• Problem details:
What is the number of lines in this listing that include "self"? Answer with that number only.

• Supplied entries:
BEGIN

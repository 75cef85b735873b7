//! Catalog repository trait.

use super::model::Catalog;
use crate::error::Result;

/// An abstract source of condition catalogs.
///
/// Implementations must return validated catalogs; `Catalog::new` and
/// `Catalog::from_toml_str` already validate, so loaders should go through
/// one of them.
pub trait CatalogRepository: Send + Sync {
    /// Loads the catalog.
    ///
    /// # Returns
    ///
    /// - `Ok(Catalog)`: A validated catalog
    /// - `Err(TriageError)`: The source could not be read or failed validation
    fn load(&self) -> Result<Catalog>;

    /// Persists the catalog, replacing the existing one.
    fn save(&self, catalog: &Catalog) -> Result<()>;
}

END

• Completed exercise:
2